Different theories were proposed in the 80’s and 90’s to explain the presence of these ion beams. But, only recently, data collected by the Cluster satellites helped scientists discriminate between these theories.
Earth’s magnetic field, or magnetosphere, deflects most solar wind - a continuous flow of matter (plasma) continuously ejected by the Sun in all directions. However, there are two regions located around the magnetic poles, known as the polar cusps, where solar particles can precipitate along magnetic field lines towards Earth’s magnetic poles.
At each pole, a significant fraction of these particles bounce back along the magnetic field lines and populate the plasma mantle, a layer of plasma located on the night-side of Earth, inside the magnetosphere and along its boundary. Under the action of electromagnetic forces, plasma contained in the mantle drifts equator-ward, along the tail axis.

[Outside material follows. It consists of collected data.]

use super::message::{read_message, write_message};
use super::*;
use crate::bitfield::Bitfield;
use crate::ledger::SessionId;
use crate::test_support::*;
use bytes::Bytes;
use std::net::SocketAddr;
use std::sync::Arc;
use std::time::Duration;
use tokio::io::{AsyncReadExt, AsyncWriteExt, DuplexStream};
use tokio::sync::{mpsc, watch};

const MAX_FRAME: u32 = 1 << 17;

fn addr() -> SocketAddr {
    "127.0.0.1:6881".parse().unwrap()
}

fn session_over(
    stream: DuplexStream,
    pieces: usize,
    config: SessionConfig,
) -> PeerSession<DuplexStream> {
    PeerSession::new(SessionId(1), addr(), stream, pieces, config)
}

/// Seeder side up to the point where requests may start flowing.
async fn greet_and_unchoke(stream: &mut DuplexStream, pieces: usize) {
    accept_handshake(stream, INFO_HASH).await;
    assert_eq!(
        read_message(stream, MAX_FRAME).await.unwrap(),
        Message::Interested
    );
    let bitfield = Bitfield::full(pieces);
    write_message(
        stream,
        &Message::Bitfield(Bytes::copy_from_slice(bitfield.as_bytes())),
    )
    .await
    .unwrap();
    write_message(stream, &Message::Unchoke).await.unwrap();
}

async fn read_request(stream: &mut DuplexStream) -> (u32, u32, u32) {
    match read_message(stream, MAX_FRAME).await.unwrap() {
        Message::Request {
            index,
            begin,
            length,
        } => (index, begin, length),
        other => panic!("expected a request, got {other:?}"),
    }
}

#[tokio::test]
async fn test_downloads_everything_from_seeder() {
    let data = content(40_000);
    let fx = ledger_for(&data, 16384, 4096, 5).await;
    let (ours, theirs) = tokio::io::duplex(1 << 16);
    let seeder = tokio::spawn(seed(theirs, Arc::new(data.clone()), 16384));

    let (events_tx, mut events_rx) = mpsc::unbounded_channel();
    let (_shutdown_tx, mut shutdown) = watch::channel(false);
    let mut session = session_over(ours, fx.ledger.piece_count(), session_config());

    let end = session
        .run(&client_handshake(), &fx.ledger, &events_tx, &mut shutdown)
        .await
        .unwrap();

    assert_eq!(end, SessionEnd::DownloadComplete);
    assert_eq!(session.state(), SessionState::Closed);
    assert_eq!(session.remote_peer_id(), Some(SEEDER_ID));
    assert_eq!(session.stats().pieces_verified, 3);
    assert_eq!(session.stats().bytes_received, 40_000);
    assert_eq!(events_rx.try_recv().unwrap(), SessionEvent::Connected(addr()));
    assert_eq!(events_rx.try_recv().unwrap(), SessionEvent::Unchoked(addr()));
    assert!(session.stats().handshaken);
    assert!(fx.ledger.is_complete());
    assert_eq!(fx.ledger.storage().read(0, 40_000).await.unwrap(), data);

    drop(session);
    seeder.await.unwrap();
}

#[tokio::test]
async fn test_mismatched_info_hash_closes_without_interest() {
    let fx = ledger_for(&content(1000), 1000, 1000, 5).await;
    let (ours, mut theirs) = tokio::io::duplex(4096);
    let peer = tokio::spawn(async move {
        accept_handshake(&mut theirs, [0xEE; 20]).await;
        let mut rest = Vec::new();
        theirs.read_to_end(&mut rest).await.unwrap();
        rest
    });

    let (events_tx, mut events_rx) = mpsc::unbounded_channel();
    let (_shutdown_tx, mut shutdown) = watch::channel(false);
    let mut session = session_over(ours, 1, session_config());

    let err = session
        .run(&client_handshake(), &fx.ledger, &events_tx, &mut shutdown)
        .await
        .unwrap_err();

    assert!(matches!(err, SessionError::InfoHashMismatch));
    assert_eq!(session.state(), SessionState::Closed);
    assert!(!session.stats().handshaken);
    assert!(!session.stats().reached_unchoked);
    assert!(events_rx.try_recv().is_err());

    drop(session);
    assert!(peer.await.unwrap().is_empty());
}

#[tokio::test]
async fn test_choke_stops_new_requests_but_late_block_counts() {
    let data = content(40_000);
    let fx = ledger_for(&data, 16384, 4096, 3).await;
    let (ours, mut theirs) = tokio::io::duplex(1 << 16);
    let served = data.clone();
    let peer = tokio::spawn(async move {
        greet_and_unchoke(&mut theirs, 3).await;
        let mut requested = Vec::new();
        for _ in 0..3 {
            requested.push(read_request(&mut theirs).await);
        }
        write_message(&mut theirs, &Message::Choke).await.unwrap();

        let (index, begin, length) = requested[0];
        let start = index as usize * 16384 + begin as usize;
        let block = Bytes::copy_from_slice(&served[start..start + length as usize]);
        write_message(
            &mut theirs,
            &Message::Piece {
                index,
                begin,
                block,
            },
        )
        .await
        .unwrap();

        // An oversized frame ends the session.
        theirs.write_all(&u32::MAX.to_be_bytes()).await.unwrap();
        let mut rest = Vec::new();
        theirs.read_to_end(&mut rest).await.unwrap();
        (requested, rest)
    });

    let (events_tx, _events_rx) = mpsc::unbounded_channel();
    let (_shutdown_tx, mut shutdown) = watch::channel(false);
    let mut session = session_over(ours, 3, session_config());

    let err = session
        .run(&client_handshake(), &fx.ledger, &events_tx, &mut shutdown)
        .await
        .unwrap_err();
    assert!(matches!(err, SessionError::FrameTooLarge { .. }));
    assert_eq!(session.stats().blocks_received, 1);
    drop(session);

    let (requested, rest) = peer.await.unwrap();
    assert_eq!(requested, vec![(0, 0, 4096), (0, 4096, 4096), (0, 8192, 4096)]);
    assert!(rest.is_empty(), "no requests may follow a choke");
    assert_eq!(fx.ledger.piece_coverage(0).await.unwrap().covered(), 4096);

    // The abandoned requests went back to the pool.
    let next = fx
        .ledger
        .next_request(SessionId(2), &Bitfield::full(3), 0)
        .await
        .unwrap();
    assert_eq!((next.piece, next.offset), (0, 4096));
}

#[tokio::test]
async fn test_short_piece_payload_is_tolerated() {
    let data = content(4096);
    let fx = ledger_for(&data, 4096, 4096, 1).await;
    let (ours, mut theirs) = tokio::io::duplex(1 << 16);
    let served = data.clone();
    let peer = tokio::spawn(async move {
        greet_and_unchoke(&mut theirs, 1).await;
        let (index, begin, length) = read_request(&mut theirs).await;

        // Declares a piece but carries only the index.
        theirs.write_all(&[0, 0, 0, 5, 7, 0, 0, 0, 0]).await.unwrap();
        write_message(
            &mut theirs,
            &Message::Piece {
                index,
                begin,
                block: Bytes::copy_from_slice(&served[..length as usize]),
            },
        )
        .await
        .unwrap();
        let mut rest = Vec::new();
        theirs.read_to_end(&mut rest).await.unwrap();
    });

    let (events_tx, _events_rx) = mpsc::unbounded_channel();
    let (_shutdown_tx, mut shutdown) = watch::channel(false);
    let mut session = session_over(ours, 1, session_config());

    let end = session
        .run(&client_handshake(), &fx.ledger, &events_tx, &mut shutdown)
        .await
        .unwrap();
    assert_eq!(end, SessionEnd::DownloadComplete);
    assert_eq!(session.stats().violations, 1);
    assert_eq!(session.stats().pieces_verified, 1);

    drop(session);
    peer.await.unwrap();
}

#[tokio::test]
async fn test_repeated_invalid_blocks_close_the_session() {
    let fx = ledger_for(&content(4096), 4096, 4096, 1).await;
    let (ours, mut theirs) = tokio::io::duplex(1 << 16);
    let peer = tokio::spawn(async move {
        greet_and_unchoke(&mut theirs, 1).await;
        for _ in 0..3 {
            let bogus = Message::Piece {
                index: 99,
                begin: 0,
                block: Bytes::from_static(b"junk"),
            };
            write_message(&mut theirs, &bogus).await.unwrap();
        }
        let mut rest = Vec::new();
        theirs.read_to_end(&mut rest).await.unwrap();
    });

    let (events_tx, _events_rx) = mpsc::unbounded_channel();
    let (_shutdown_tx, mut shutdown) = watch::channel(false);
    let mut session = session_over(ours, 1, session_config());

    let err = session
        .run(&client_handshake(), &fx.ledger, &events_tx, &mut shutdown)
        .await
        .unwrap_err();
    assert!(matches!(err, SessionError::TooManyViolations(3)));
    assert_eq!(session.stats().blocks_received, 0);
    assert_eq!(
        fx.ledger.piece_state(0).await,
        Some(crate::ledger::PieceState::Missing)
    );

    drop(session);
    peer.await.unwrap();
}

#[tokio::test]
async fn test_shutdown_signal_closes_idle_session() {
    let fx = ledger_for(&content(1000), 1000, 1000, 5).await;
    let (ours, mut theirs) = tokio::io::duplex(4096);
    let peer = tokio::spawn(async move {
        accept_handshake(&mut theirs, INFO_HASH).await;
        let mut rest = Vec::new();
        theirs.read_to_end(&mut rest).await.unwrap();
    });

    let (events_tx, _events_rx) = mpsc::unbounded_channel();
    let (shutdown_tx, mut shutdown) = watch::channel(false);
    let mut session = session_over(ours, 1, session_config());

    let handshake = client_handshake();
    let (end, _) = tokio::join!(
        session.run(&handshake, &fx.ledger, &events_tx, &mut shutdown),
        async {
            tokio::time::sleep(Duration::from_millis(50)).await;
            shutdown_tx.send(true).unwrap();
        }
    );
    assert_eq!(end.unwrap(), SessionEnd::Shutdown);
    assert_eq!(session.state(), SessionState::Closed);

    drop(session);
    peer.await.unwrap();
}

#[tokio::test]
async fn test_unanswered_requests_stall() {
    let fx = ledger_for(&content(4096), 4096, 1024, 2).await;
    let (ours, mut theirs) = tokio::io::duplex(1 << 16);
    let peer = tokio::spawn(async move {
        greet_and_unchoke(&mut theirs, 1).await;
        let mut rest = Vec::new();
        theirs.read_to_end(&mut rest).await.unwrap();
    });

    let config = SessionConfig {
        read_timeout: Duration::from_millis(200),
        ..session_config()
    };
    let (events_tx, _events_rx) = mpsc::unbounded_channel();
    let (_shutdown_tx, mut shutdown) = watch::channel(false);
    let mut session = session_over(ours, 1, config);

    let err = session
        .run(&client_handshake(), &fx.ledger, &events_tx, &mut shutdown)
        .await
        .unwrap_err();
    assert!(matches!(err, SessionError::Stalled));
    assert!(session.inflight().is_empty());

    drop(session);
    peer.await.unwrap();
    assert_eq!(
        fx.ledger.piece_state(0).await,
        Some(crate::ledger::PieceState::Missing)
    );
}

#[tokio::test]
async fn test_released_reservation_is_picked_up_by_idle_session() {
    let data = content(1000);
    let fx = ledger_for(&data, 1000, 1000, 5).await;
    let other = SessionId(99);
    assert!(
        fx.ledger
            .next_request(other, &Bitfield::full(1), 0)
            .await
            .is_some()
    );

    let (ours, theirs) = tokio::io::duplex(1 << 16);
    let seeder = tokio::spawn(seed(theirs, Arc::new(data.clone()), 1000));
    let (events_tx, _events_rx) = mpsc::unbounded_channel();
    let (_shutdown_tx, mut shutdown) = watch::channel(false);
    let mut session = session_over(ours, 1, session_config());

    let handshake = client_handshake();
    let (end, _) = tokio::join!(
        session.run(&handshake, &fx.ledger, &events_tx, &mut shutdown),
        async {
            tokio::time::sleep(Duration::from_millis(100)).await;
            fx.ledger.release(other).await;
        }
    );
    assert_eq!(end.unwrap(), SessionEnd::DownloadComplete);
    assert_eq!(session.stats().pieces_verified, 1);
    assert!(fx.ledger.is_complete());

    drop(session);
    seeder.await.unwrap();
}

#[tokio::test]
async fn test_idle_unchoked_session_keeps_the_connection_alive() {
    let data = content(1000);
    let fx = ledger_for(&data, 1000, 1000, 5).await;
    let other = SessionId(99);
    assert!(
        fx.ledger
            .next_request(other, &Bitfield::full(1), 0)
            .await
            .is_some()
    );

    let (ours, mut theirs) = tokio::io::duplex(1 << 16);
    let ledger = fx.ledger.clone();
    let served = data.clone();
    let peer = tokio::spawn(async move {
        greet_and_unchoke(&mut theirs, 1).await;
        // Several read timeouts pass in silence; the session only pings.
        for _ in 0..3 {
            assert_eq!(
                read_message(&mut theirs, MAX_FRAME).await.unwrap(),
                Message::KeepAlive
            );
        }
        ledger.release(other).await;

        let (index, begin, length) = read_request(&mut theirs).await;
        assert_eq!((index, begin, length), (0, 0, 1000));
        write_message(
            &mut theirs,
            &Message::Piece {
                index,
                begin,
                block: Bytes::copy_from_slice(&served),
            },
        )
        .await
        .unwrap();
        theirs
    });

    let config = SessionConfig {
        read_timeout: Duration::from_millis(50),
        ..session_config()
    };
    let (events_tx, _events_rx) = mpsc::unbounded_channel();
    let (_shutdown_tx, mut shutdown) = watch::channel(false);
    let mut session = session_over(ours, 1, config);

    let end = session
        .run(&client_handshake(), &fx.ledger, &events_tx, &mut shutdown)
        .await
        .unwrap();
    assert_eq!(end, SessionEnd::DownloadComplete);
    assert!(fx.ledger.is_complete());

    drop(session);
    peer.await.unwrap();
}

#[tokio::test]
async fn test_silent_peer_without_needed_pieces_times_out() {
    let data = content(1000);
    let fx = ledger_for(&data, 1000, 1000, 5).await;
    let (ours, mut theirs) = tokio::io::duplex(1 << 16);
    let peer = tokio::spawn(async move {
        accept_handshake(&mut theirs, INFO_HASH).await;
        assert_eq!(
            read_message(&mut theirs, MAX_FRAME).await.unwrap(),
            Message::Interested
        );
        // Unchokes but advertises nothing.
        write_message(&mut theirs, &Message::Unchoke).await.unwrap();
        let mut rest = Vec::new();
        theirs.read_to_end(&mut rest).await.unwrap();
        rest
    });

    let config = SessionConfig {
        read_timeout: Duration::from_millis(100),
        ..session_config()
    };
    let (events_tx, _events_rx) = mpsc::unbounded_channel();
    let (_shutdown_tx, mut shutdown) = watch::channel(false);
    let mut session = session_over(ours, 1, config);

    let err = session
        .run(&client_handshake(), &fx.ledger, &events_tx, &mut shutdown)
        .await
        .unwrap_err();
    assert!(matches!(err, SessionError::Timeout("read")));
    assert!(session.stats().reached_unchoked);

    drop(session);
    assert!(peer.await.unwrap().is_empty());
}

On 1 September 2003, the Cluster satellites were flying in close formation in the magnetotail when three out of the fours satellites simultaneously detected two distinct beams of protons streaming Earthward, along the magnetic field. The beams were moving at very high speeds - 1000 and 2400 km/s, respectively - and were observed for a period of about 3 minutes.
Due to the way plasma is transported in the magnetotail, the same source could not have been responsible for accelerating both beams. So, scientists concluded that there were at least two independent sources for these accelerated beams. More than 90 events of this kind (multiple accelerated ion beams) have been identified in the data recorded by Cluster from 2001 to 2003. They have been recorded during quiet or moderately disturbed geomagnetic periods, covering a large range of velocities.
A theory proposed about 14 years ago explains how this happens: when the plasma drifting from the plasma mantle reaches the current sheet, a region located along the magnetic equator, it can cross a few areas called ‘resonant locations’ (red rectangles in the animation), where the charged particles acquire kinetic energy and get accelerated along the magnetic field. The further these resonant locations are, the more energy the ions acquire.
Such accelerated ions are then beamed back to Earth, from the magnetic equator towards the poles, in a kind of elongated parabolic flight along terrestrial magnetic field lines.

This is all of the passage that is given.